**What you are asked to do**
What lines of the data hold the string "usize"? Pull each one out.

**Records provided**
▼

//! Telemetry publisher: at-least-once delivery over a lossy link.
//!
//! Every event is admitted into the ring buffer before any network call.
//! The ring mutex is never held across [`PublishPort::publish`]; after the
//! call the lock is re-taken and the result is committed only if the entry
//! is still in the state it was read in.
//!
//! Lifecycle of one entry:
//!
//! ```text
//!  admit ──▶ unsent ──publish ok──▶ pending ──ack──▶ removed
//!              ▲                       │
//!              └──── timeout while ────┤ timeout while connected:
//!                    disconnected      └─▶ republish, new delivery id
//! ```
//!
//! `publish`, `flush_backlog`, `sweep_timeouts` and `on_delivered` are
//! driven by the telemetry task alone.  `admit` may be called from any
//! task.

use std::sync::atomic::{AtomicBool, Ordering};
use std::sync::{Mutex, MutexGuard};

use embedded_hal::delay::DelayNs;
use heapless::Vec;
use log::{debug, error, info, warn};

use super::ring::{BufferedEntry, Outbound, TelemetryRingBuffer};
use super::{TELEMETRY_BUFFER_CAPACITY, TelemetryEvent};
use crate::app::ports::{Tick, TimePort};
use crate::config::{SystemConfig, Topic};
use crate::error::TelemetryError;
use crate::link::codec;
use crate::link::transport::{DeliveryId, PublishPort, Qos};

/// Delivery timing.
#[derive(Debug, Clone, Copy, PartialEq, Eq)]
pub struct PublisherConfig {
    /// A pending entry older than this is republished or demoted.
    pub ack_timeout_ms: u32,
    /// Delay between consecutive backlog republishes.
    pub flush_spacing_ms: u32,
}

impl Default for PublisherConfig {
    fn default() -> Self {
        Self::from_config(&SystemConfig::default())
    }
}

impl PublisherConfig {
    pub fn from_config(config: &SystemConfig) -> Self {
        Self {
            ack_timeout_ms: config.ack_timeout_ms,
            flush_spacing_ms: config.flush_spacing_ms,
        }
    }
}

/// Counters exposed for logging and tests.
#[derive(Debug, Clone, Copy, Default, PartialEq, Eq)]
pub struct PublisherStats {
    pub buffered: usize,
    pub pending: usize,
    pub evictions: u32,
}

/// Outcome of one timeout sweep.
#[derive(Debug, Clone, Copy, Default, PartialEq, Eq)]
pub struct SweepReport {
    /// Timed-out entries sent again with a new delivery id.
    pub republished: usize,
    /// Timed-out entries returned to the unsent pool.
    pub demoted: usize,
    /// Unsent entries whose retry was accepted by the transport.
    pub retried: usize,
    /// Timed-out entries acknowledged or evicted while their republish was
    /// in flight.
    pub superseded: usize,
}

/// What became of one [`TelemetryPublisher::send`].
#[derive(Debug, Clone, Copy, PartialEq, Eq)]
enum Sent {
    /// Accepted by the transport and recorded against the entry.
    Accepted,
    /// Refused by the transport; the entry is unsent again.
    Refused,
    /// The entry was acked or evicted while the lock was released.
    Stale,
}

struct Inner<const N: usize> {
    ring: TelemetryRingBuffer<N>,
    evictions: u32,
}

pub struct TelemetryPublisher<const N: usize = TELEMETRY_BUFFER_CAPACITY> {
    inner: Mutex<Inner<N>>,
    connected: AtomicBool,
    topic: Topic,
    config: PublisherConfig,
}

impl<const N: usize> TelemetryPublisher<N> {
    /// Starts disconnected with an empty buffer.
    pub fn new(topic: Topic, config: PublisherConfig) -> Self {
        Self {
            inner: Mutex::new(Inner {
                ring: TelemetryRingBuffer::new(),
                evictions: 0,
            }),
            connected: AtomicBool::new(false),
            topic,
            config,
        }
    }

    pub fn topic(&self) -> &str {
        &self.topic
    }

    /// Record a connection change; returns the previous value.
    pub fn set_connected(&self, connected: bool) -> bool {
        let was = self.connected.swap(connected, Ordering::AcqRel);
        if was != connected {
            info!(
                "Telemetry: link {}",
                if connected { "connected" } else { "disconnected" }
            );
        }
        was
    }

    pub fn is_connected(&self) -> bool {
        self.connected.load(Ordering::Acquire)
    }

    /// Buffer `event` without attempting to send it.
    pub fn admit(&self, event: TelemetryEvent, now: Tick) -> Result<u32, TelemetryError> {
        let mut inner = self.lock()?;
        let admission = inner.ring.push(event, now);
        if let Some(old) = admission.evicted {
            inner.evictions = inner.evictions.wrapping_add(1);
            warn!(
                "Telemetry: buffer full, evicted oldest '{}' event (ts={}, pending={})",
                old.event.kind.wire_name(),
                old.event.timestamp,
                old.pending
            );
        }
        Ok(admission.seq)
    }

    /// Buffer `event` and, when connected, publish it immediately.
    /// Returns `true` if the transport accepted the publish.
    pub fn publish<P: PublishPort>(
        &self,
        link: &mut P,
        event: TelemetryEvent,
        now: Tick,
    ) -> Result<bool, TelemetryError> {
        let seq = self.admit(event, now)?;
        if !self.is_connected() {
            debug!("Telemetry: offline, '{}' buffered", event.kind.wire_name());
            return Ok(false);
        }
        let out = Outbound {
            seq,
            event,
            previous_id: None,
        };
        Ok(self.send(link, &out, now)? == Sent::Accepted)
    }

    /// Drop the entry acknowledged under `id`.  Unknown ids are ignored.
    pub fn on_delivered(&self, id: DeliveryId) -> Result<bool, TelemetryError> {
        let removed = self.lock()?.ring.remove_delivered(id);
        match removed {
            Some(entry) => {
                debug!(
                    "Telemetry: delivery {} acknowledged ('{}')",
                    id,
                    entry.event.kind.wire_name()
                );
                Ok(true)
            }
            None => {
                debug!("Telemetry: ack for unknown delivery {} ignored", id);
                Ok(false)
            }
        }
    }

    /// Republish every unsent entry, oldest first, spaced by the configured
    /// delay.  Stops early if the link drops.  Returns how many were
    /// accepted by the transport.
    pub fn flush_backlog<P: PublishPort>(
        &self,
        link: &mut P,
        delay: &mut impl DelayNs,
        clock: &impl TimePort,
    ) -> Result<usize, TelemetryError> {
        let backlog = self.lock()?.ring.unsent();
        if backlog.is_empty() {
            return Ok(0);
        }
        info!("Telemetry: flushing {} buffered events", backlog.len());

        let mut sent = 0;
        for (i, out) in backlog.iter().enumerate() {
            if !self.is_connected() {
                warn!(
                    "Telemetry: link lost during flush, {} events left buffered",
                    backlog.len() - i
                );
                break;
            }
            if i > 0 {
                delay.delay_ms(self.config.flush_spacing_ms);
            }
            if self.send(link, out, clock.now_ms())? == Sent::Accepted {
                sent += 1;
            }
        }
        Ok(sent)
    }

    /// Handle pending entries whose acknowledgement is overdue.
    ///
    /// Connected: republish them with a fresh delivery id, then retry any
    /// entries whose earlier publish was refused.  Disconnected: demote
    /// them so the next reconnect flush picks them up.
    pub fn sweep_timeouts<P: PublishPort>(
        &self,
        link: &mut P,
        now: Tick,
    ) -> Result<SweepReport, TelemetryError> {
        let timeout = self.config.ack_timeout_ms;
        let mut report = SweepReport::default();

        if !self.is_connected() {
            let mut inner = self.lock()?;
            for out in &inner.ring.expired(now, timeout) {
                if let Some(id) = out.previous_id {
                    if inner.ring.demote(out.seq, id) {
                        report.demoted += 1;
                    }
                }
            }
            if report.demoted > 0 {
                info!(
                    "Telemetry: {} unacknowledged events queued for reconnect",
                    report.demoted
                );
            }
            return Ok(report);
        }

        let (expired, unsent) = {
            let inner = self.lock()?;
            (inner.ring.expired(now, timeout), inner.ring.unsent())
        };

        for out in &expired {
            match self.send(link, out, now)? {
                Sent::Accepted => report.republished += 1,
                Sent::Refused => report.demoted += 1,
                Sent::Stale => report.superseded += 1,
            }
        }
        for out in &unsent {
            if !self.is_connected() {
                break;
            }
            if self.send(link, out, now)? == Sent::Accepted {
                report.retried += 1;
            }
        }

        if report != SweepReport::default() {
            info!(
                "Telemetry: sweep republished={} retried={} demoted={} superseded={}",
                report.republished, report.retried, report.demoted, report.superseded
            );
        }
        Ok(report)
    }

    pub fn stats(&self) -> Result<PublisherStats, TelemetryError> {
        let inner = self.lock()?;
        Ok(PublisherStats {
            buffered: inner.ring.len(),
            pending: inner.ring.pending_count(),
            evictions: inner.evictions,
        })
    }

    /// Copy of the buffer contents, oldest first.
    pub fn entries(&self) -> Result<Vec<BufferedEntry, N>, TelemetryError> {
        Ok(self.lock()?.ring.iter().copied().collect())
    }

    /// Encode and hand one entry to the transport, then commit the result
    /// if the entry is still as it was read.
    fn send<P: PublishPort>(
        &self,
        link: &mut P,
        out: &Outbound,
        now: Tick,
    ) -> Result<Sent, TelemetryError> {
        let payload = match codec::encode_telemetry(&out.event) {
            Ok(p) => p,
            Err(e) => {
                error!("Telemetry: cannot encode '{}': {}", out.event.kind.wire_name(), e);
                return Ok(Sent::Refused);
            }
        };

        match link.publish(&self.topic, &payload, Qos::AtLeastOnce) {
            Ok(id) => {
                let mut inner = self.lock()?;
                let applied = match out.previous_id {
                    None => inner.ring.mark_pending(out.seq, id, now),
                    Some(old) => inner.ring.refresh(out.seq, old, id, now),
                };
                if !applied {
                    debug!("Telemetry: entry {} changed while publishing, id {} unused", out.seq, id);
                    return Ok(Sent::Stale);
                }
                if let Some(old) = out.previous_id {
                    info!("Telemetry: republished delivery {} as {}", old, id);
                }
                Ok(Sent::Accepted)
            }
            Err(e) => {
                warn!("Telemetry: publish failed ({}), event stays buffered", e);
                match out.previous_id {
                    Some(old) if !self.lock()?.ring.demote(out.seq, old) => Ok(Sent::Stale),
                    _ => Ok(Sent::Refused),
                }
            }
        }
    }

    fn lock(&self) -> Result<MutexGuard<'_, Inner<N>>, TelemetryError> {
        self.inner.lock().map_err(|_| {
            error!("Telemetry: ring buffer lock poisoned");
            TelemetryError::LockPoisoned
        })
    }
}
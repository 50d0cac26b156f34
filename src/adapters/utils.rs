//! Validation helpers shared across adapters.

/// `true` if every byte of `s` is printable ASCII (`0x20..=0x7E`).
///
/// WiFi SSIDs and MQTT identifiers must pass this before they reach the
/// ESP-IDF drivers, which treat the bytes as C strings.
pub(super) fn is_printable_ascii(s: &str) -> bool {
    s.bytes().all(|b| (0x20..=0x7E).contains(&b))
}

▲

**Answer area**
    pub buffered: usize,
    pub pending: usize,
    pub republished: usize,
    pub demoted: usize,
    pub retried: usize,
    pub superseded: usize,
struct Inner<const N: usize> {
pub struct TelemetryPublisher<const N: usize = TELEMETRY_BUFFER_CAPACITY> {
impl<const N: usize> TelemetryPublisher<N> {
    ) -> Result<usize, TelemetryError> {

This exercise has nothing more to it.